Pass the monkey
Ever since I was 16 years old, I’ve had a job working for someone else. This usually included paid time off if I was sick and paid holidays and vacations. It meant that if I was having a bad day, feeling a bit unmotivated or tired, I still got paid. Of course it also meant that the next day when I had to work like a dog to catch up I got paid the same amount as on the slow day. Sounds almost like communism.
I am learning a few things from this experience—things that I suppose I’ve always known but that were never quite so in my face. Like the need to reach out to others for help when things become overwhelming. And the need to maintain focus on the truly important things when there are so many other important but nonpaying things clamoring for attention.
But the scariest thing, is that there’s no safety net.
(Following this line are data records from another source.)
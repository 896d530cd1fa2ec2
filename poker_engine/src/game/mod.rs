//! Game module: the phase graph and typed room/game/player records.
//!
//! This module provides:
//! - `GamePhase`: the seven-phase hand lifecycle and its legal transitions
//! - `Room`, `Game`, `Player`: records parsed from the shared store
//! - `GameRepository`: reads and single-command batch writes over those records
//! - `EngineError`: errors shared by every engine service

pub mod errors;
pub mod models;
pub mod phase;
pub mod repository;

pub use errors::{EngineError, EngineResult};
pub use models::{
    FieldValue, Game, Player, PlayerAction, PlayerStatus, Room, RoomStatus, SidePot,
};
pub use phase::{GamePhase, can_transition};
pub use repository::GameRepository;
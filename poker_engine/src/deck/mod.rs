//! Deck module: card values, per-room deck storage, and dealing.
//!
//! This module implements:
//! - Card codes and the canonical 52-card deck
//! - Fisher-Yates shuffling over an injectable random source
//! - Atomic draw-without-replacement against the shared store
//! - Hole card and community card dealing
//!
//! ## Example
//!
//! ```no_run
//! use poker_engine::deck::{DeckManager, Shuffler};
//! use poker_engine::store::{KeyBuilder, MemoryStore};
//! use std::sync::Arc;
//!
//! #[tokio::main]
//! async fn main() -> Result<(), Box<dyn std::error::Error>> {
//!     let decks = DeckManager::new(Arc::new(MemoryStore::new()), KeyBuilder::new());
//!     let deck = Shuffler::from_entropy().shuffled_deck();
//!     decks.save_deck("1", "7", &deck).await?;
//!
//!     let card = decks.draw_one("1", "7").await?;
//!     println!("Top card: {:?}", card.map(|c| c.pretty()));
//!     Ok(())
//! }
//! ```

pub mod dealer;
pub mod manager;
pub mod models;

pub use dealer::{CardDealer, HOLE_CARDS};
pub use manager::DeckManager;
pub use models::{Card, CardParseError, DECK_SIZE, Rank, Shuffler, Suit, new_deck, shuffle};
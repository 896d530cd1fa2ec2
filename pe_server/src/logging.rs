//! Structured logging configuration.
//!
//! Installs a `tracing` subscriber for the daemon. The engine library logs
//! through the `log` facade; those records are forwarded into the same
//! subscriber, so one `RUST_LOG` filter controls both.

use tracing_subscriber::{EnvFilter, layer::SubscriberExt, util::SubscriberInitExt};

/// Filter used when `RUST_LOG` is unset or invalid
pub const DEFAULT_FILTER: &str = "info,redis=warn";

/// Initialize structured logging
///
/// Log levels are configurable via the `RUST_LOG` env var, for example
/// `RUST_LOG=poker_engine=debug,info`.
pub fn init() {
    let env_filter =
        EnvFilter::try_from_default_env().unwrap_or_else(|_| EnvFilter::new(DEFAULT_FILTER));

    let fmt_layer = tracing_subscriber::fmt::layer()
        .with_target(true)
        .with_thread_ids(true)
        .with_file(true)
        .with_line_number(true);

    tracing_subscriber::registry()
        .with(env_filter)
        .with(fmt_layer)
        .init();

    tracing::info!("Structured logging initialized");
}

/// Log a room lifecycle summary with structured fields
pub fn log_shutdown_summary(ticks: u64, started: u64, stopped: u64, failures: u64) {
    tracing::info!(
        ticks = ticks,
        games_started = started,
        games_stopped = stopped,
        failures = failures,
        "Room monitor summary"
    );
}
If I make a decision on how to run my business, it’s all mine. Sure, I can ask for advice, but in the end I have to make up my own mind and live with the results. When you work for a larger company, it’s very easy to push difficult issues up the chain of command and then complain about how frustrating it is that no one will make a decision. But when you’re “self employed” the only person to blame is the one looking back at you in the mirror. Put my future and my family’s livelihood into the hands of that joker!? What are you crazy!
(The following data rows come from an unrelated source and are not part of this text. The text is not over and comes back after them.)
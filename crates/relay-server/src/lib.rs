//! # relay-server
//!
//! Axum HTTP + `WebSocket` relay for scale readings.
//!
//! - `/ws`: producers and consumers connect here; readings from one are fanned out to all others
//! - [`relay::Relay`]: connection lifecycle, inbound dispatch, history and fan-out behind one lock
//! - [`websocket`]: per-connection state, the connection registry, the session loop
//! - `/health`, `/metrics` and an HTML status page at `/`
//! - Graceful shutdown via [`shutdown::ShutdownCoordinator`]

#![deny(unsafe_code)]

pub mod config;
pub mod health;
pub mod metrics;
pub mod relay;
pub mod server;
pub mod shutdown;
pub mod status;
pub mod websocket;

pub use config::ServerConfig;
pub use relay::{BroadcastReport, Departure, DisconnectReason, HandleOutcome, Relay};
pub use server::RelayServer;
pub use shutdown::ShutdownCoordinator;
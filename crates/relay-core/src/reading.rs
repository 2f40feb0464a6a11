//! Normalized readings and per-connection identity types.

use std::fmt;

use serde::{Deserialize, Serialize};
use serde_json::{Number, Value};

/// Unit applied when a reading does not name one.
pub const DEFAULT_UNIT: &str = "g";

/// Identifies which physical scale a reading came from.
///
/// Always positive; `0` and missing values collapse to [`SourceGroupId::DEFAULT`].
#[derive(Clone, Copy, Debug, PartialEq, Eq, Hash, Serialize, Deserialize)]
#[serde(transparent)]
pub struct SourceGroupId(u64);

impl SourceGroupId {
    /// Group assigned to connections and readings that never declare one.
    pub const DEFAULT: Self = Self(1);

    /// Build from a raw id, rejecting `0`.
    pub fn new(id: u64) -> Option<Self> {
        (id > 0).then_some(Self(id))
    }

    /// Read a `scaleId`-style JSON field. Only positive integers are accepted.
    pub fn from_value(value: &Value) -> Option<Self> {
        value.as_u64().and_then(Self::new)
    }

    /// Raw numeric id.
    pub fn get(self) -> u64 {
        self.0
    }
}

impl Default for SourceGroupId {
    fn default() -> Self {
        Self::DEFAULT
    }
}

impl fmt::Display for SourceGroupId {
    fn fmt(&self, f: &mut fmt::Formatter<'_>) -> fmt::Result {
        write!(f, "{}", self.0)
    }
}

/// Declared purpose of a connection.
#[derive(Clone, Copy, Debug, Default, PartialEq, Eq, Hash, Serialize, Deserialize)]
#[serde(rename_all = "lowercase")]
pub enum ConnectionRole {
    /// Not registered yet, or registered with an unknown client type.
    #[default]
    Unknown,
    /// Supplies readings (scale firmware).
    Producer,
    /// Observes readings (dashboard).
    Consumer,
}

impl ConnectionRole {
    /// Map a registration `clientType` to a role.
    ///
    /// Device firmware registers as `esp32`/`scale`, dashboards as `dashboard`;
    /// the generic `producer`/`consumer` names are accepted too.
    pub fn from_client_type(client_type: &str) -> Self {
        match client_type.to_ascii_lowercase().as_str() {
            "producer" | "esp32" | "scale" => Self::Producer,
            "consumer" | "dashboard" => Self::Consumer,
            _ => Self::Unknown,
        }
    }

    /// Lowercase name used in logs and on the wire.
    pub fn as_str(self) -> &'static str {
        match self {
            Self::Unknown => "unknown",
            Self::Producer => "producer",
            Self::Consumer => "consumer",
        }
    }
}

impl fmt::Display for ConnectionRole {
    fn fmt(&self, f: &mut fmt::Formatter<'_>) -> fmt::Result {
        f.write_str(self.as_str())
    }
}

/// One normalized data point.
///
/// Field names on the wire follow the dashboard protocol
/// (`weight`, `unit`, `scaleId`, `timestamp`, `datetime`).
#[derive(Clone, Debug, PartialEq, Serialize, Deserialize)]
pub struct Reading {
    /// Measured value, kept exactly as the producer sent it.
    #[serde(rename = "weight")]
    pub value: Number,
    /// Measurement unit.
    pub unit: String,
    /// Scale the reading belongs to.
    #[serde(rename = "scaleId")]
    pub source_group: SourceGroupId,
    /// Producer-side epoch millis, or receipt time when the producer sent none.
    #[serde(rename = "timestamp")]
    pub produced_at: i64,
    /// Receipt time at the relay, ISO-8601.
    #[serde(rename = "datetime")]
    pub recorded_at: String,
}

impl Reading {
    /// Value as a float, for logging.
    pub fn value_f64(&self) -> f64 {
        self.value.as_f64().unwrap_or(f64::NAN)
    }
}
//! `/health` endpoint body.

use std::time::Instant;

use chrono::{DateTime, Utc};
use serde::Serialize;

/// Health check response body.
#[derive(Debug, Clone, Serialize)]
#[serde(rename_all = "camelCase")]
pub struct HealthResponse {
    /// Always `"ok"` when the server is running.
    pub status: &'static str,
    /// Seconds since the server started.
    pub uptime: f64,
    /// Open WebSocket connections.
    pub connections: usize,
    /// Readings currently held in history.
    pub history_length: usize,
    /// Server time, ISO-8601.
    pub timestamp: String,
}

/// Build a health response from live counters.
pub fn health_check(
    start_time: Instant,
    connections: usize,
    history_length: usize,
    now: DateTime<Utc>,
) -> HealthResponse {
    HealthResponse {
        status: "ok",
        uptime: start_time.elapsed().as_secs_f64(),
        connections,
        history_length,
        timestamp: relay_core::clock::to_iso8601(now),
    }
}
One of the new things I have started doing is some structural design work on additions and rehabs for local homebuilders. The fact that I’m on my own is seldom more stark. If I recommend a beam size or how much rebar to put into a slab, the builder is going to do it that way. If it falls down, then I’m responsible. No more pushing the buck!
Many years ago I had a boss who only half jokingly told me that the objective of working for a company was to get rid of the monkey. His metaphor was that every task that came along was like a monkey on your back. The idea was to find a way to get that monkey off your back and onto someone else’s. If you had to do some work to get the monkey to go elsewhere, fine, but just be sure he’s gone and can’t find his way back.
Most of you are self-employed, too, so you know what I’m talking about. Tell me how you cope with the pain and pleasure of business ownership. How do you get the monkey off your back? Or does he just hang around no matter what you do, smoking your cigars and generally making a mess?